## Data for this task:
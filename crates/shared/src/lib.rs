//! Wire and domain types for the user directory contract.

pub mod domain;
pub mod error;
pub mod protocol;
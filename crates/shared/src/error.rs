use serde::{Deserialize, Serialize};

/// Failure body returned by the directory service on any non-2xx response.
///
/// Every field is optional: single-record endpoints send `message` and, for
/// uniqueness violations, `existingUser`; the import endpoint adds the two
/// duplicate groups.
#[derive(Debug, Clone, Default, PartialEq, Eq, Serialize, Deserialize)]
#[serde(rename_all = "camelCase")]
pub struct ApiErrorBody {
    #[serde(default, skip_serializing_if = "Option::is_none")]
    pub message: Option<String>,
    #[serde(default, skip_serializing_if = "Option::is_none")]
    pub existing_user: Option<ExistingUser>,
    #[serde(default, skip_serializing_if = "Option::is_none")]
    pub duplicates_in_file: Option<DuplicatesInFile>,
    #[serde(default, skip_serializing_if = "Option::is_none")]
    pub existing_in_database: Option<ExistingInDatabase>,
}

impl ApiErrorBody {
    pub fn new(message: impl Into<String>) -> Self {
        Self {
            message: Some(message.into()),
            ..Self::default()
        }
    }

    pub fn message_or(&self, fallback: &str) -> String {
        match self.message.as_deref() {
            Some(message) if !message.is_empty() => message.to_string(),
            _ => fallback.to_string(),
        }
    }

    pub fn has_conflict_groups(&self) -> bool {
        self.duplicates_in_file.is_some() || self.existing_in_database.is_some()
    }
}

#[derive(Debug, Clone, PartialEq, Eq, Serialize, Deserialize)]
pub struct ExistingUser {
    pub name: String,
}

/// Collisions between rows of a single uploaded file.
#[derive(Debug, Clone, Default, PartialEq, Eq, Serialize, Deserialize)]
pub struct DuplicatesInFile {
    #[serde(default)]
    pub emails: Vec<DuplicateEntry>,
    #[serde(default)]
    pub mobiles: Vec<DuplicateEntry>,
}

/// One duplicated value and the rows that carry it.
#[derive(Debug, Clone, PartialEq, Eq, Serialize, Deserialize)]
pub struct DuplicateEntry {
    pub value: String,
    #[serde(default)]
    pub entries: Vec<serde_json::Value>,
}

/// Collisions with records already persisted by the directory.
#[derive(Debug, Clone, Default, PartialEq, Eq, Serialize, Deserialize)]
pub struct ExistingInDatabase {
    #[serde(default)]
    pub emails: Vec<ExistingEntry>,
    #[serde(default)]
    pub mobiles: Vec<ExistingEntry>,
}

#[derive(Debug, Clone, PartialEq, Eq, Serialize, Deserialize)]
#[serde(rename_all = "camelCase")]
pub struct ExistingEntry {
    pub value: String,
    pub existing_user: ExistingUser,
}

#[cfg(test)]
mod tests {
    use super::*;

    #[test]
    fn decodes_import_failure_with_both_groups() {
        let raw = r#"{
            "message": "Duplicate entries found",
            "duplicatesInFile": {
                "emails": [{"value": "a@x.com", "entries": [{"row": 1}, {"row": 4}]}],
                "mobiles": []
            },
            "existingInDatabase": {
                "emails": [],
                "mobiles": [{"value": "5551234567", "existingUser": {"name": "Jane Doe"}}]
            }
        }"#;

        let body: ApiErrorBody = serde_json::from_str(raw).expect("decode");
        let in_file = body.duplicates_in_file.as_ref().expect("in file");
        assert_eq!(in_file.emails[0].entries.len(), 2);
        let in_db = body.existing_in_database.as_ref().expect("in db");
        assert_eq!(in_db.mobiles[0].existing_user.name, "Jane Doe");
        assert!(body.has_conflict_groups());
    }

    #[test]
    fn message_or_falls_back_on_missing_or_blank_message() {
        assert_eq!(ApiErrorBody::default().message_or("fallback"), "fallback");
        assert_eq!(ApiErrorBody::new("").message_or("fallback"), "fallback");
        assert_eq!(ApiErrorBody::new("boom").message_or("fallback"), "boom");
    }
}
//! Roster state shared by the search scheduler and the mutation pipeline.

use std::sync::Arc;

use shared::domain::{UserId, UserRecord};
use tokio::sync::Mutex;
use tracing::{debug, info};

use crate::{
    config::DialogTimings,
    dialog::{Dialog, DialogView},
    notification::Notification,
};

#[derive(Debug, Clone, PartialEq, Eq)]
pub struct RosterState {
    /// Most recent first.
    pub records: Vec<UserRecord>,
    pub loading: bool,
    pub active_query: String,
    pub searching: bool,
    issued_reads: u64,
}

impl Default for RosterState {
    fn default() -> Self {
        Self {
            records: Vec::new(),
            loading: true,
            active_query: String::new(),
            searching: false,
            issued_reads: 0,
        }
    }
}

/// Read-only copy of the store handed to the render layer.
#[derive(Debug, Clone, PartialEq)]
pub struct RosterSnapshot {
    pub records: Vec<UserRecord>,
    pub loading: bool,
    pub active_query: String,
    pub searching: bool,
    pub notification: Option<DialogView<Notification>>,
}

/// Generation of a list or search request. Only the newest issued read may
/// replace the records.
#[derive(Debug, Clone, Copy, PartialEq, Eq)]
pub struct ReadTicket(u64);

#[derive(Clone)]
pub struct RosterStore {
    state: Arc<Mutex<RosterState>>,
    notification: Dialog<Notification>,
    timings: DialogTimings,
}

impl RosterStore {
    pub fn new(timings: DialogTimings) -> Self {
        Self {
            state: Arc::new(Mutex::new(RosterState::default())),
            notification: Dialog::new("roster-notification", timings.tick_interval),
            timings,
        }
    }

    pub fn timings(&self) -> DialogTimings {
        self.timings
    }

    pub async fn snapshot(&self) -> RosterSnapshot {
        let state = self.state.lock().await;
        RosterSnapshot {
            records: state.records.clone(),
            loading: state.loading,
            active_query: state.active_query.clone(),
            searching: state.searching,
            notification: self.notification.view(),
        }
    }

    pub async fn records(&self) -> Vec<UserRecord> {
        self.state.lock().await.records.clone()
    }

    pub async fn find(&self, id: &UserId) -> Option<UserRecord> {
        self.state
            .lock()
            .await
            .records
            .iter()
            .find(|record| &record.id == id)
            .cloned()
    }

    pub async fn begin_read(&self) -> ReadTicket {
        issue_read(&mut *self.state.lock().await, false)
    }

    /// Issues a read and marks a search as in flight until it, or a newer
    /// read, completes.
    pub async fn begin_search(&self) -> ReadTicket {
        issue_read(&mut *self.state.lock().await, true)
    }

    /// Issues the read for a settled `query`. `None` when the active query
    /// has moved on since it was typed, as after a resynchronization.
    pub async fn begin_settled_read(&self, query: &str) -> Option<ReadTicket> {
        let mut state = self.state.lock().await;
        if state.active_query != query {
            debug!(
                settled = query,
                active = %state.active_query,
                "dropping lookup for superseded query"
            );
            return None;
        }
        Some(issue_read(&mut state, !query.is_empty()))
    }

    /// Replaces the records with the result of `ticket`'s read, unless a newer
    /// read has been issued since. Returns whether the result was applied.
    pub async fn apply_read(&self, ticket: ReadTicket, records: Vec<UserRecord>) -> bool {
        let mut state = self.state.lock().await;
        if ticket.0 != state.issued_reads {
            debug!(
                ticket = ticket.0,
                newest = state.issued_reads,
                "discarding stale roster read"
            );
            return false;
        }
        state.records = records;
        state.loading = false;
        state.searching = false;
        true
    }

    /// Ends a read that produced no records. Clears the loading and searching
    /// flags only for the newest read.
    pub async fn finish_failed_read(&self, ticket: ReadTicket) {
        let mut state = self.state.lock().await;
        if ticket.0 == state.issued_reads {
            state.loading = false;
            state.searching = false;
        }
    }

    pub async fn prepend(&self, record: UserRecord) {
        self.state.lock().await.records.insert(0, record);
    }

    pub async fn set_active_query(&self, query: &str) {
        query.clone_into(&mut self.state.lock().await.active_query);
    }

    /// Discards every locally derived value so the next list rebuilds the
    /// roster from scratch. In-flight reads become stale.
    pub async fn force_resync(&self) {
        let mut state = self.state.lock().await;
        state.records.clear();
        state.active_query.clear();
        state.searching = false;
        state.loading = true;
        state.issued_reads += 1;
        info!("roster state discarded for full resynchronization");
    }

    /// Shows `notification` in the roster-level slot, replacing whatever was
    /// showing there.
    pub fn notify(&self, notification: Notification) {
        let duration = notification.duration;
        self.notification.open(notification, duration, |_| {});
    }

    pub fn notify_success(&self, message: impl Into<String>) {
        self.notify(Notification::success(message, self.timings.success));
    }

    pub fn notify_error(&self, message: impl Into<String>) {
        self.notify(Notification::error(message, self.timings.error));
    }

    pub fn notification(&self) -> Option<Notification> {
        self.notification.payload()
    }

    pub fn notification_dialog(&self) -> &Dialog<Notification> {
        &self.notification
    }

    pub fn dismiss_notification(&self) -> bool {
        self.notification.close()
    }

    /// Closes the roster notification only when it reports an error.
    pub fn dismiss_error(&self) {
        if self
            .notification
            .payload()
            .is_some_and(|notification| notification.is_error())
        {
            self.notification.close();
        }
    }

    pub fn teardown(&self) {
        self.notification.teardown();
    }
}

fn issue_read(state: &mut RosterState, searching: bool) -> ReadTicket {
    state.issued_reads += 1;
    state.searching = searching;
    ReadTicket(state.issued_reads)
}

#[cfg(test)]
mod tests {
    use super::*;

    fn record(id: &str) -> UserRecord {
        UserRecord {
            id: UserId::from(id),
            name: "John Doe".into(),
            email: format!("{id}@x.com"),
            mobile: "0123456789".into(),
        }
    }

    #[tokio::test]
    async fn only_newest_read_is_applied() {
        let store = RosterStore::new(DialogTimings::default());
        let older = store.begin_read().await;
        let newer = store.begin_read().await;

        assert!(store.apply_read(newer, vec![record("b")]).await);
        assert!(!store.apply_read(older, vec![record("a")]).await);

        let snapshot = store.snapshot().await;
        assert_eq!(snapshot.records, vec![record("b")]);
        assert!(!snapshot.loading);
    }

    #[tokio::test]
    async fn force_resync_invalidates_in_flight_reads() {
        let store = RosterStore::new(DialogTimings::default());
        let ticket = store.begin_read().await;
        assert!(store.apply_read(ticket, vec![record("a")]).await);
        store.set_active_query("jo").await;

        let in_flight = store.begin_read().await;
        store.force_resync().await;
        assert!(!store.apply_read(in_flight, vec![record("stale")]).await);

        let snapshot = store.snapshot().await;
        assert!(snapshot.records.is_empty());
        assert!(snapshot.loading);
        assert_eq!(snapshot.active_query, "");
    }

    #[tokio::test]
    async fn searching_tracks_only_the_newest_read() {
        let store = RosterStore::new(DialogTimings::default());
        let older = store.begin_search().await;
        let newer = store.begin_search().await;

        assert!(!store.apply_read(older, vec![record("a")]).await);
        assert!(store.snapshot().await.searching);

        store.finish_failed_read(newer).await;
        assert!(!store.snapshot().await.searching);
    }

    #[tokio::test]
    async fn settled_read_requires_the_query_to_still_be_active() {
        let store = RosterStore::new(DialogTimings::default());
        store.set_active_query("jo").await;
        assert!(store.begin_settled_read("jo").await.is_some());
        assert!(store.snapshot().await.searching);

        store.force_resync().await;
        assert!(store.begin_settled_read("jo").await.is_none());
        assert!(!store.snapshot().await.searching);
        assert!(store.begin_settled_read("").await.is_some());
    }

    #[tokio::test]
    async fn dismiss_error_keeps_success_notifications() {
        let store = RosterStore::new(DialogTimings::default());
        store.notify_success("Successfully deleted 5 users");
        store.dismiss_error();
        assert!(store.notification().is_some());

        store.notify_error("Failed to load users. Please try again later.");
        store.dismiss_error();
        assert!(store.notification().is_none());
    }
}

## Problem to work on:
Go through the entries line by line and count those with "ApiErrorBody". Give only the count.

## Final answer:
6